音制連は、いわゆる音楽プロダクションによって構成される団体ですが、メインアーティスト(FA)だけが権利を委任しているわけではなく、多くのサポートミュージシャン(NFA)もその権利を音制連に委任しています。また、サポートミュージシャン(NFA)の方々は、メインアーティスト(FA)の創作活動において大切なパートナーであることは言うまでもありません。

今回インタビュー取材を受けるきっかけになったのは、長らくブラックボックス化している「みなし分配」の実態を解明するため、その「みなし分配」に使用したP-LOG(日報)データや提供元となるコーディネーター(インペグ屋)名の詳細情報、さらには金額算出の根拠に関する情報開示について、CPRA(日本芸能実演家団体協議会 実演家著作隣接権センター)において私が参加する権利者団体会議、また音制連執行部が参加する運営委員会ならびに音楽関連分配委員会などで再三にわたり要請をしてきたものの、MPN(一般社団法人MPN 理事長 椎名和夫氏)がそれに応じることがなかったことにはじまります。

インタビューにもありましたとおり、私は音制連理事会の決議を権利者団体会議に反映できなかったことに責任を感じ辞表を提出いたしました(2023年2月27日)。
理事会では遺留されましたが進退を伺う意味でも、音制連の会員社の皆さんにこのCPRAの分配の問題点を広く知っていただくためにも会員社公開の緊急説明会(2023年4月10日)を開催しました。
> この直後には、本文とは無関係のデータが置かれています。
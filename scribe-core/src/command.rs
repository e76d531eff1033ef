//! Key binding dispatch
//!
//! A [`CommandPipeline`] is an ordered list of handlers. Each handler either
//! handles a key event, producing a new revision, or defers to the next one.
//! The first handler that handles the event wins.

use log::{debug, warn};
use serde::{Deserialize, Serialize};
use std::fmt;
use std::sync::Arc;

use crate::doc::DocumentTree;
use crate::error::Result;
use crate::ops;
use crate::schema::Schema;
use crate::selection::Selection;

/// Platform-independent key event
#[derive(Debug, Clone, PartialEq, Eq, Hash, Serialize, Deserialize)]
pub struct KeyEvent {
    pub key: String,
    /// Ctrl on most platforms, Cmd on macOS
    #[serde(default)]
    pub ctrl_like: bool,
}

impl KeyEvent {
    pub fn new(key: impl Into<String>, ctrl_like: bool) -> Self {
        Self {
            key: key.into(),
            ctrl_like,
        }
    }

    pub fn plain(key: impl Into<String>) -> Self {
        Self::new(key, false)
    }

    pub fn ctrl(key: impl Into<String>) -> Self {
        Self::new(key, true)
    }

    /// Parse notation like `ctrl+b`, `mod+\`` or `&`
    pub fn parse(spec: &str) -> Self {
        for prefix in ["ctrl+", "cmd+", "mod+"] {
            if let Some(key) = spec.strip_prefix(prefix) {
                if !key.is_empty() {
                    return Self::ctrl(key);
                }
            }
        }
        Self::plain(spec)
    }
}

impl fmt::Display for KeyEvent {
    fn fmt(&self, f: &mut fmt::Formatter<'_>) -> fmt::Result {
        if self.ctrl_like {
            write!(f, "ctrl+{}", self.key)
        } else {
            f.write_str(&self.key)
        }
    }
}

/// Outcome of a single handler
#[derive(Debug, Clone, PartialEq, Eq)]
pub enum Decision {
    /// Stop here and install this revision
    Handled {
        tree: DocumentTree,
        selection: Selection,
    },
    /// Let the next handler try
    Defer,
}

/// A pluggable unit of the pipeline
pub trait Handler: Send + Sync {
    fn handle(&self, event: &KeyEvent, tree: &DocumentTree, selection: &Selection)
        -> Result<Decision>;
}

impl<F> Handler for F
where
    F: Fn(&KeyEvent, &DocumentTree, &Selection) -> Result<Decision> + Send + Sync,
{
    fn handle(
        &self,
        event: &KeyEvent,
        tree: &DocumentTree,
        selection: &Selection,
    ) -> Result<Decision> {
        self(event, tree, selection)
    }
}

/// What a hotkey does when it fires
#[derive(Debug, Clone, PartialEq, Eq, Serialize, Deserialize)]
#[serde(rename_all = "snake_case")]
pub enum HotkeyAction {
    /// Toggle a mark over the selection
    Mark(String),
    /// Toggle the kind of the selected blocks
    Block(String),
    /// Insert literal text instead of the key
    Insert(String),
}

/// Data-driven key binding
#[derive(Debug, Clone, PartialEq, Eq, Serialize, Deserialize)]
pub struct Hotkey {
    pub key: String,
    #[serde(default)]
    pub modifier: bool,
    pub action: HotkeyAction,
}

impl Hotkey {
    pub fn mark(key: impl Into<String>, mark: impl Into<String>) -> Self {
        Self {
            key: key.into(),
            modifier: true,
            action: HotkeyAction::Mark(mark.into()),
        }
    }

    pub fn block(key: impl Into<String>, kind: impl Into<String>) -> Self {
        Self {
            key: key.into(),
            modifier: true,
            action: HotkeyAction::Block(kind.into()),
        }
    }

    pub fn insert(key: impl Into<String>, text: impl Into<String>) -> Self {
        Self {
            key: key.into(),
            modifier: false,
            action: HotkeyAction::Insert(text.into()),
        }
    }

    pub fn matches(&self, event: &KeyEvent) -> bool {
        self.modifier == event.ctrl_like && self.key.eq_ignore_ascii_case(&event.key)
    }

    fn same_trigger(&self, other: &Hotkey) -> bool {
        self.modifier == other.modifier && self.key.eq_ignore_ascii_case(&other.key)
    }

    fn apply(
        &self,
        tree: &DocumentTree,
        selection: &Selection,
        schema: &Schema,
    ) -> Result<Decision> {
        let (tree, selection) = match &self.action {
            HotkeyAction::Mark(mark) => (
                ops::toggle_mark(tree, selection, mark, schema)?,
                selection.clone(),
            ),
            HotkeyAction::Block(kind) => (
                ops::set_block_type(tree, selection, kind, schema)?,
                selection.clone(),
            ),
            HotkeyAction::Insert(text) => {
                let (tree, cursor) = ops::insert_text(tree, selection.start(), text, schema)?;
                (tree, Selection::collapsed(cursor))
            }
        };
        Ok(Decision::Handled { tree, selection })
    }
}

impl fmt::Display for Hotkey {
    fn fmt(&self, f: &mut fmt::Formatter<'_>) -> fmt::Result {
        if self.modifier {
            write!(f, "ctrl+{}", self.key)
        } else {
            f.write_str(&self.key)
        }
    }
}

/// A binding that can never fire because an earlier one has the same trigger
#[derive(Debug, Clone, PartialEq, Eq)]
pub struct ShadowedBinding {
    pub index: usize,
    pub shadowed_by: usize,
    pub binding: Hotkey,
}

/// Find bindings made unreachable by an earlier binding on the same trigger
pub fn find_shadowed(hotkeys: &[Hotkey]) -> Vec<ShadowedBinding> {
    hotkeys
        .iter()
        .enumerate()
        .filter_map(|(index, binding)| {
            hotkeys[..index]
                .iter()
                .position(|earlier| earlier.same_trigger(binding))
                .map(|shadowed_by| ShadowedBinding {
                    index,
                    shadowed_by,
                    binding: binding.clone(),
                })
        })
        .collect()
}

struct HotkeyHandler {
    binding: Hotkey,
    schema: Arc<Schema>,
}

impl Handler for HotkeyHandler {
    fn handle(
        &self,
        event: &KeyEvent,
        tree: &DocumentTree,
        selection: &Selection,
    ) -> Result<Decision> {
        if !self.binding.matches(event) {
            return Ok(Decision::Defer);
        }
        self.binding.apply(tree, selection, &self.schema)
    }
}

/// Whether the pipeline consumed the event
#[derive(Debug, Clone, Copy, PartialEq, Eq)]
pub enum DispatchStatus {
    Handled,
    /// No handler wanted the event; the caller takes its default action
    Deferred,
}

/// Result of running an event through the pipeline
#[derive(Debug, Clone)]
pub struct Dispatch {
    pub tree: Arc<DocumentTree>,
    pub selection: Selection,
    pub status: DispatchStatus,
}

impl Dispatch {
    pub fn is_handled(&self) -> bool {
        self.status == DispatchStatus::Handled
    }
}

/// Ordered list of handlers; the first one to handle an event wins
#[derive(Default)]
pub struct CommandPipeline {
    handlers: Vec<Box<dyn Handler>>,
}

impl CommandPipeline {
    pub fn new() -> Self {
        Self::default()
    }

    /// One handler per binding, in binding order
    pub fn from_hotkeys(hotkeys: &[Hotkey], schema: Arc<Schema>) -> Self {
        for shadowed in find_shadowed(hotkeys) {
            warn!(
                "hotkey #{} ({}) is unreachable: #{} is bound to the same key",
                shadowed.index, shadowed.binding, shadowed.shadowed_by
            );
        }

        let mut pipeline = Self::new();
        for binding in hotkeys {
            pipeline.push(HotkeyHandler {
                binding: binding.clone(),
                schema: Arc::clone(&schema),
            });
        }
        pipeline
    }

    /// Append a handler after the existing ones
    pub fn push(&mut self, handler: impl Handler + 'static) -> &mut Self {
        self.handlers.push(Box::new(handler));
        self
    }

    pub fn len(&self) -> usize {
        self.handlers.len()
    }

    pub fn is_empty(&self) -> bool {
        self.handlers.is_empty()
    }

    /// Run `event` through the handlers
    ///
    /// A deferred event hands back the very same tree.
    pub fn dispatch(
        &self,
        event: &KeyEvent,
        tree: &Arc<DocumentTree>,
        selection: &Selection,
    ) -> Result<Dispatch> {
        for (idx, handler) in self.handlers.iter().enumerate() {
            match handler.handle(event, tree, selection)? {
                Decision::Handled { tree, selection } => {
                    debug!("{} handled by handler #{}", event, idx);
                    return Ok(Dispatch {
                        tree: Arc::new(tree),
                        selection,
                        status: DispatchStatus::Handled,
                    });
                }
                Decision::Defer => {}
            }
        }

        debug!("{} deferred", event);
        Ok(Dispatch {
            tree: Arc::clone(tree),
            selection: selection.clone(),
            status: DispatchStatus::Deferred,
        })
    }
}

impl fmt::Debug for CommandPipeline {
    fn fmt(&self, f: &mut fmt::Formatter<'_>) -> fmt::Result {
        f.debug_struct("CommandPipeline")
            .field("handlers", &self.handlers.len())
            .finish()
    }
}

#[cfg(test)]
mod tests {
    use super::*;
    use crate::doc::{Block, Text};
    use crate::selection::Point;

    fn hello() -> Arc<DocumentTree> {
        Arc::new(
            DocumentTree::from_blocks(
                vec![Block::with_text("paragraph", Text::plain("Hello"))],
                &Schema::default(),
            )
            .unwrap(),
        )
    }

    fn pipeline(hotkeys: &[Hotkey]) -> CommandPipeline {
        CommandPipeline::from_hotkeys(hotkeys, Arc::new(Schema::default()))
    }

    #[test]
    fn test_parse_key_event() {
        assert_eq!(KeyEvent::parse("ctrl+b"), KeyEvent::ctrl("b"));
        assert_eq!(KeyEvent::parse("mod+`"), KeyEvent::ctrl("`"));
        assert_eq!(KeyEvent::parse("&"), KeyEvent::plain("&"));
        assert_eq!(KeyEvent::parse("ctrl+"), KeyEvent::plain("ctrl+"));
        assert_eq!(KeyEvent::parse("ctrl++"), KeyEvent::ctrl("+"));
    }

    #[test]
    fn test_hotkey_requires_exact_modifier() {
        let bold = Hotkey::mark("b", "bold");
        assert!(bold.matches(&KeyEvent::ctrl("b")));
        assert!(bold.matches(&KeyEvent::ctrl("B")));
        assert!(!bold.matches(&KeyEvent::plain("b")));

        let amp = Hotkey::insert("&", "and");
        assert!(amp.matches(&KeyEvent::plain("&")));
        assert!(!amp.matches(&KeyEvent::ctrl("&")));
    }

    #[test]
    fn test_unmatched_key_defers_with_same_tree() {
        let tree = hello();
        let sel = Selection::all(&tree);
        let result = pipeline(&[Hotkey::mark("b", "bold")])
            .dispatch(&KeyEvent::plain("x"), &tree, &sel)
            .unwrap();
        assert_eq!(result.status, DispatchStatus::Deferred);
        assert!(Arc::ptr_eq(&result.tree, &tree));
    }

    #[test]
    fn test_first_match_wins() {
        let tree = hello();
        let sel = Selection::all(&tree);
        let hotkeys = [Hotkey::mark("b", "bold"), Hotkey::mark("b", "italic")];

        let result = pipeline(&hotkeys)
            .dispatch(&KeyEvent::ctrl("b"), &tree, &sel)
            .unwrap();
        let leaf = &result.tree.text_at(&[0, 0]).unwrap().leaves()[0];
        assert!(leaf.marks.contains("bold"));
        assert!(!leaf.marks.contains("italic"));
    }

    #[test]
    fn test_find_shadowed_flags_duplicate_trigger() {
        let hotkeys = [
            Hotkey::mark("b", "bold"),
            Hotkey::mark("i", "italic"),
            Hotkey::block("B", "code"),
            Hotkey::insert("b", "bee"),
        ];
        let shadowed = find_shadowed(&hotkeys);
        assert_eq!(shadowed.len(), 1);
        assert_eq!(shadowed[0].index, 2);
        assert_eq!(shadowed[0].shadowed_by, 0);
    }

    #[test]
    fn test_insert_binding_replaces_key() {
        let tree = hello();
        let sel = Selection::end_of(&tree);
        let result = pipeline(&[Hotkey::insert("&", "and")])
            .dispatch(&KeyEvent::plain("&"), &tree, &sel)
            .unwrap();
        assert!(result.is_handled());
        assert_eq!(result.tree.text(), "Helloand");
        assert!(!result.tree.text().contains('&'));
        assert_eq!(result.selection, Selection::collapsed(Point::new(vec![0, 0], 8)));
    }

    #[test]
    fn test_closure_handlers_run_in_order() {
        let tree = hello();
        let sel = Selection::all(&tree);
        let mut pipeline = CommandPipeline::new();
        pipeline
            .push(|_: &KeyEvent, _: &DocumentTree, _: &Selection| -> Result<Decision> {
                Ok(Decision::Defer)
            })
            .push(|event: &KeyEvent, tree: &DocumentTree, sel: &Selection| -> Result<Decision> {
                if event.key != "x" {
                    return Ok(Decision::Defer);
                }
                let (tree, cursor) =
                    ops::insert_text(tree, sel.end(), "!", &Schema::default())?;
                Ok(Decision::Handled {
                    tree,
                    selection: Selection::collapsed(cursor),
                })
            });
        assert_eq!(pipeline.len(), 2);

        let result = pipeline
            .dispatch(&KeyEvent::plain("x"), &tree, &sel)
            .unwrap();
        assert_eq!(result.tree.text(), "Hello!");
    }

    #[test]
    fn test_failing_handler_surfaces_error() {
        let tree = hello();
        let sel = Selection::all(&tree);
        let result = pipeline(&[Hotkey::block("q", "quote")]).dispatch(
            &KeyEvent::ctrl("q"),
            &tree,
            &sel,
        );
        assert!(result.unwrap_err().is_schema());
    }

    #[test]
    fn test_hotkey_toml_shape() {
        let hotkey: Hotkey = toml::from_str("key = \"b\"\nmodifier = true\naction = { mark = \"bold\" }\n").unwrap();
        assert_eq!(hotkey, Hotkey::mark("b", "bold"));
    }
}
多くの会員社の方々にご出席いただきこの案件の経緯と内容を共有しご理解いただきました。そして音制連の本来の主張を継続すべきという沢山の会員社の声とともに辞表は破棄されました。この案件に関しての問題提起はMPNが指摘している個人的視点の不満を一方的に述べたなどという稚拙なことでは到底ありません。隣接権の権利に関して見識を広めていただきつつ、密室ではなく公開であからさまに、音制連理事会および会員社の皆さんの総意として進めさせていただいています。

現在もこの「みなし分配」は継続しており、放送使用実態からすればもっと多額の分配を受けられるはずのサポートミュージシャン(NFA)に対して十分な分配がなされない一方で、放送使用実態とかけ離れた特定のサポートミュージシャン(NFA)に対し、不相当に高額な分配がなされ続けてきたという実態があり、本来分配を受けるべきサポートミュージシャン(NFA)の取分が長年にわたり現実に減っていたと考えられます。

そして、その「みなし分配」を行うためにMPNが収集したデータはどこの誰が提出したのか、またどのような内部処理を行って分配にいたるのかがほとんど明かされていません。私たちが、分配には必要がないデータの開示まで求めているとの指摘もありますが、そもそもそのデータの適正性を判断するためには、直接に分配に必要なデータだけを確認すればよいというわけではないということは言うまでもありません。そもそも、業務を委託しているCPRAすらその内容の詳細を知り得ないデータに基づいた分配がされているということ、MPNという団体以外がその中身を知ることができずに巨額な使用料を分配し続けてきたという事実は、文化庁指定団体であるCPRAが本来果たすべき役割を十分果たしていないのではないかとも考えざるを得ません。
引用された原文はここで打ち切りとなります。